Question

The cylindrical tube of a spray pump has radius $R$ , one end of which has $n$ fine holes, each of radius $r$. If the speed of the liquid in the tube is $V$ , the speed of the ejection of the liquid through the holes is:
A) $\dfrac{{V{R^2}}}{{n{r^2}}}$
B) $\dfrac{{V{R^2}}}{{{n^3}{r^2}}}$
C) $\dfrac{{{V^2}R}}{{nr}}$
D) $\dfrac{{V{R^2}}}{{{n^2}{r^2}}}$

Answer 1

Use the continuity equation that compares the water through the cylindrical tube and also the holes in the cylindrical tube. Substitute the parameters of the area and the velocity in the formula, to obtain the relation for the speed of the water in the holes of the tube.

Useful formula:
The continuity equation is given by
${A_1}{v_1} = {A_2}{v_2}$
Where ${A_1}$ is the area of the cylindrical circumference, ${v_1}$ is the speed of the liquid through the cylindrical tube, ${A_2}$ is the area of the holes in the tube and the ${v_2}$ is the velocity of the water through the small hole.

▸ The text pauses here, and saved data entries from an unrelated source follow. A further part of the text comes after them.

use ratatui::Frame;
use ratatui::layout::Rect;
use ratatui::style::{Modifier, Style};
use ratatui::text::{Line, Span};
use ratatui::widgets::{Block, Borders, Clear, Paragraph, Wrap};

use crate::app::form::{FormField, UserForm};
use crate::app::{AppState, ModalState};
use crate::ui::components::centered_rect;

/// Render the create/edit form dialog with per-field focus markers and the
/// pending error, if any, under the offending field.
pub fn render_form_modal(f: &mut Frame, area: Rect, app: &AppState, state: &ModalState) {
    let (title, form) = match state {
        ModalState::Create { form } => ("Create User", form),
        ModalState::Edit { form, .. } => ("Edit User", form),
        _ => return,
    };

    let rect = centered_rect(52, 12, area);
    let mut lines = form_lines(app, form);
    lines.push(Line::raw(""));
    lines.push(Line::from(Span::styled(
        "Tab: next field  Space: toggle active  Enter: save  Esc: cancel",
        Style::default().add_modifier(Modifier::ITALIC),
    )));

    let p = Paragraph::new(lines).wrap(Wrap { trim: false }).block(
        Block::default()
            .title(title)
            .borders(Borders::ALL)
            .border_style(Style::default().fg(app.theme.border)),
    );
    f.render_widget(Clear, rect);
    f.render_widget(p, rect);
}

fn form_lines(app: &AppState, form: &UserForm) -> Vec<Line<'static>> {
    let mut lines = Vec::new();
    for field in form.fields() {
        let marker = if *field == form.focus { "▶ " } else { "  " };
        let locked = *field == FormField::Username && form.username_locked();
        let suffix = if locked { " (fixed)" } else { "" };
        let style = if locked {
            Style::default().add_modifier(Modifier::DIM)
        } else {
            Style::default().fg(app.theme.text)
        };
        lines.push(Line::from(Span::styled(
            format!("{marker}{}: {}{suffix}", field.label(), form.field_value(*field)),
            style,
        )));
        if let Some((errored, message)) = &form.error
            && errored == field
        {
            lines.push(Line::from(Span::styled(
                format!("    {message}"),
                Style::default().fg(app.theme.error_fg),
            )));
        }
    }
    lines
}

pub fn render_delete_modal(f: &mut Frame, area: Rect, app: &AppState, state: &ModalState) {
    if let ModalState::DeleteConfirm {
        username,
        selected,
        error,
        ..
    } = state
    {
        let height = if error.is_some() { 9 } else { 7 };
        let rect = centered_rect(54, height, area);

        let yes = if *selected == 0 { "[Delete]" } else { " Delete " };
        let no = if *selected == 1 { "[Cancel]" } else { " Cancel " };
        let mut lines = vec![
            Line::raw(format!("Are you sure you want to delete the user '{username}'?")),
            Line::raw(""),
            Line::raw(format!("  {yes}    {no}")),
        ];
        if let Some(message) = error {
            lines.push(Line::raw(""));
            lines.push(Line::from(Span::styled(
                message.clone(),
                Style::default().fg(app.theme.error_fg),
            )));
            lines.push(Line::raw("Enter retries, Esc closes."));
        }

        let p = Paragraph::new(lines).wrap(Wrap { trim: false }).block(
            Block::default()
                .title("Confirm Delete")
                .borders(Borders::ALL)
                .border_style(Style::default().fg(app.theme.border)),
        );
        f.render_widget(Clear, rect);
        f.render_widget(p, rect);
    }
}
//! Value conversion between units of one dimension

use crate::defaults::DefaultHolder;
use crate::error::{CalcError, Result};
use crate::number::{Number, RoundingMode};
use crate::registry::{ConversionFactorRegistry, UnitRegistry};
use crate::types::{Quantity, Unit};
use std::sync::Arc;

static DEFAULT: DefaultHolder<Converter> = DefaultHolder::new();

/// Converts numbers between units by routing through the dimension's
/// base unit. Collaborators are injected; the process-wide default wires
/// the registries' default instances together.
#[derive(Debug)]
pub struct Converter {
    factors: Arc<ConversionFactorRegistry>,
    units: Arc<UnitRegistry>,
}

impl Converter {
    pub fn new(factors: Arc<ConversionFactorRegistry>, units: Arc<UnitRegistry>) -> Self {
        Self { factors, units }
    }

    pub fn factors(&self) -> &Arc<ConversionFactorRegistry> {
        &self.factors
    }

    pub fn units(&self) -> &Arc<UnitRegistry> {
        &self.units
    }

    /// Value expressed in the dimension's base unit. Exact; no rounding.
    pub fn to_base_unit(&self, value: &Number, unit: &Unit) -> Result<Number> {
        self.factors.rule_for(unit)?.to_base(value)
    }

    /// Base-unit value expressed in `unit`, rounded to `scale` under
    /// `mode`.
    pub fn from_base_unit(
        &self,
        base: &Number,
        unit: &Unit,
        scale: u32,
        mode: RoundingMode,
    ) -> Result<Number> {
        self.factors.rule_for(unit)?.from_base(base, scale, mode)
    }

    /// Convert between two units of the same dimension. Identical unit
    /// identities short-circuit without touching the registries.
    pub fn convert(
        &self,
        value: &Number,
        from: &Unit,
        to: &Unit,
        scale: u32,
        mode: RoundingMode,
    ) -> Result<Number> {
        if from == to {
            return Ok(value.clone());
        }
        if !from.dimension().is_compatible_with(to.dimension()) {
            return Err(CalcError::operation(format!(
                "cannot convert from {} ({}) to {} ({})",
                from.dimension().name(),
                from.dimension().formula(),
                to.dimension().name(),
                to.dimension().formula()
            )));
        }
        let base = self.to_base_unit(value, from)?;
        self.from_base_unit(&base, to, scale, mode)
    }

    /// Convert a quantity into another unit, re-packaging through the
    /// unit registry's quantity-type lookup.
    pub fn convert_quantity(
        &self,
        quantity: &Quantity,
        to: &Unit,
        scale: u32,
        mode: RoundingMode,
    ) -> Result<Quantity> {
        let value = self.convert(quantity.value(), quantity.unit(), to, scale, mode)?;
        self.units.make_quantity(value, to)
    }

    /// Lazily-created process-wide default instance, wired to the
    /// default registries.
    pub fn default_instance() -> Arc<Self> {
        DEFAULT.get_or_init(|| {
            Converter::new(
                ConversionFactorRegistry::default_instance(),
                UnitRegistry::default_instance(),
            )
        })
    }

    pub fn set_default_instance(instance: Arc<Self>) {
        DEFAULT.replace(instance);
    }

    pub fn reset_default_instance() {
        DEFAULT.reset();
    }
}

Complete step by step solution:
Thus the formula is taken,
${A_1}{v_1} = {A_2}{v_2}$
Substitute the value of the area of the cylindrical circumference $\pi {R^2}$ and the area of the small hole is considered as the $\pi {r^2}$ in the above step.

$\pi {R^2}V = \pi {r^2}v$
The above equation holds only for that of the one holes in the tube. While considering the equation of the $n$ is the number of the holes in the tubes.
$\pi {R^2}V = n\pi {r^2}v$
The speed of the water through the holes in the tube is calculated as
$v = \dfrac{{\pi {R^2}V}}{{n\pi {r^2}}}$
By simplification of the above step,
$v = \dfrac{{V{R^2}}}{{n{r^2}}}$
Hence the value of the speed of the water in the holes, $\dfrac{{V{R^2}}}{{n{r^2}}}$ .

Thus the option (A) is correct.

Note: The continuity equation deals with the conservation of the mass of the fluid and it states that the product of the area and the velocity is constant. That means the area and the velocity of one condition is equal to the product of the area and the velocity in the other condition.